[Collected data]
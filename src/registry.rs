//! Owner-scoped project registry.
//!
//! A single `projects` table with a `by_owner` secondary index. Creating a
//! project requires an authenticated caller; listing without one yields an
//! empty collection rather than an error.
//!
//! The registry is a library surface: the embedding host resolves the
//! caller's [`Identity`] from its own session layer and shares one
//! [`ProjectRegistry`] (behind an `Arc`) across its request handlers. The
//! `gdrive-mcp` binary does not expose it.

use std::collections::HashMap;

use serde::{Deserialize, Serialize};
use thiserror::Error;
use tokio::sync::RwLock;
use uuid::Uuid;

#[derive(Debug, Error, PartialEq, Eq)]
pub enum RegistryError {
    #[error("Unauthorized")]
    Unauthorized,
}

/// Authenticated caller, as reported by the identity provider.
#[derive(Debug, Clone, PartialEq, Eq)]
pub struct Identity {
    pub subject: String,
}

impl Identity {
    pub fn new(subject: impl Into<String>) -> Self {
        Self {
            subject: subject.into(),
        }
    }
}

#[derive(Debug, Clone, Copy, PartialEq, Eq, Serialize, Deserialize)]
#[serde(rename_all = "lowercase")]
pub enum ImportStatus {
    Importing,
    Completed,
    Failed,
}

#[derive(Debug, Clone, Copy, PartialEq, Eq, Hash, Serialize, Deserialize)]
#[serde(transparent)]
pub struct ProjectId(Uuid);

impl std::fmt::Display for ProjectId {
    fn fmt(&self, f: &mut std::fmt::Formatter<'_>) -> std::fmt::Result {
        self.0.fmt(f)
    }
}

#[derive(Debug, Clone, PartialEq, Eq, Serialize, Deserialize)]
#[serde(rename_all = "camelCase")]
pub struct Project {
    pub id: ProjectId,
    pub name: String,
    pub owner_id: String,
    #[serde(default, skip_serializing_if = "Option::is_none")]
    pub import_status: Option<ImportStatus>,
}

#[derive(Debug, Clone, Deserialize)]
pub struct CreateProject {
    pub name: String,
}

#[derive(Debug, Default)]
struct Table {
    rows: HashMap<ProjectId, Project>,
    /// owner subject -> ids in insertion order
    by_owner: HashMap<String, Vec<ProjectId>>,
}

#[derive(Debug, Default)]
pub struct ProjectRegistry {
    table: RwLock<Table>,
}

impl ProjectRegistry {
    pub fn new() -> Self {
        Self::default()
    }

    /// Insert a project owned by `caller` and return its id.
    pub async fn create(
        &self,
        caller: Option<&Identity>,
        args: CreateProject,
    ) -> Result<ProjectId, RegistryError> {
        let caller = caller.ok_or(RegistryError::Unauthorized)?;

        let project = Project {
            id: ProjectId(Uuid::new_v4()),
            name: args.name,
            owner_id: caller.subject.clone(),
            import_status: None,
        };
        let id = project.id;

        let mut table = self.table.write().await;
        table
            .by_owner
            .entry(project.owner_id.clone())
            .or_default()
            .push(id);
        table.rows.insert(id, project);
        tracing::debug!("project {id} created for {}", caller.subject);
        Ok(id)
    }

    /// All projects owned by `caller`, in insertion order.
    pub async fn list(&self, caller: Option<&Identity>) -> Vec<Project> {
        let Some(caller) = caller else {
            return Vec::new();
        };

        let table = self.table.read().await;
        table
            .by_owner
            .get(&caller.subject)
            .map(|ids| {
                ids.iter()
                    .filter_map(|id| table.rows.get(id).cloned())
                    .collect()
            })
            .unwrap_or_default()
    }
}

---

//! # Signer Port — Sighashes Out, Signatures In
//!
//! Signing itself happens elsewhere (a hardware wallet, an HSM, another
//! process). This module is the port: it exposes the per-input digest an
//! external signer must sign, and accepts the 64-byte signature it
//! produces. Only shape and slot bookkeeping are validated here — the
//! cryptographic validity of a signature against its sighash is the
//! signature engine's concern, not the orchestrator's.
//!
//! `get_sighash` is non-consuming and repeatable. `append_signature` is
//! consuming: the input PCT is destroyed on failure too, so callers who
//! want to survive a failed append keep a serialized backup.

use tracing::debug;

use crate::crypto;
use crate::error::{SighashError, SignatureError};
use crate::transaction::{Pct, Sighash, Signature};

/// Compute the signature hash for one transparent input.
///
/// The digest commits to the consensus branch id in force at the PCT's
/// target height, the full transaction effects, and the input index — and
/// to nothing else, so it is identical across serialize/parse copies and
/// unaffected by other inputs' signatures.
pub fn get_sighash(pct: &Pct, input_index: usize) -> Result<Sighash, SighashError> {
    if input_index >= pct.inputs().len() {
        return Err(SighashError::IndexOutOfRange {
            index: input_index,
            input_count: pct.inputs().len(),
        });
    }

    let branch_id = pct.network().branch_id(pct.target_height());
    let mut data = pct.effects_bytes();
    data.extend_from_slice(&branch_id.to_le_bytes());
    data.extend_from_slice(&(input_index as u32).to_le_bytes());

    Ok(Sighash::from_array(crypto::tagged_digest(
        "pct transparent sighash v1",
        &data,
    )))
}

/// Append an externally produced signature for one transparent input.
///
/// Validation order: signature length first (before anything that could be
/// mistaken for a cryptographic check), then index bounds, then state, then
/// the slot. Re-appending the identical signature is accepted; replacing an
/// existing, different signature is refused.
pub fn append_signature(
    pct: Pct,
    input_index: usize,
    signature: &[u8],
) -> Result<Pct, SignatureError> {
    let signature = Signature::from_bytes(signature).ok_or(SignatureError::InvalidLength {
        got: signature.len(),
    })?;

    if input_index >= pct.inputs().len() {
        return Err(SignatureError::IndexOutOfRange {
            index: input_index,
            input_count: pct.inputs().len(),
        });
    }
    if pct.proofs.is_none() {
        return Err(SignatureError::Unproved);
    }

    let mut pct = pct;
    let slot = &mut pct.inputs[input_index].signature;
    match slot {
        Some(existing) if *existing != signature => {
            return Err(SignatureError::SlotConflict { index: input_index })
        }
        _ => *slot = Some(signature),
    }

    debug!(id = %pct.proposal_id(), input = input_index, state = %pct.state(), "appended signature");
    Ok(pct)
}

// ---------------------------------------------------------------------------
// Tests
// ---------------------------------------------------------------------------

Exercise aim ▸
Reproduce verbatim the lines above, from the line with "filename src/registry.rs" through the line with "host resolves the".

Response area ▸
filename src/registry.rs
//! Owner-scoped project registry.
//!
//! A single `projects` table with a `by_owner` secondary index. Creating a
//! project requires an authenticated caller; listing without one yields an
//! empty collection rather than an error.
//!
//! The registry is a library surface: the embedding host resolves the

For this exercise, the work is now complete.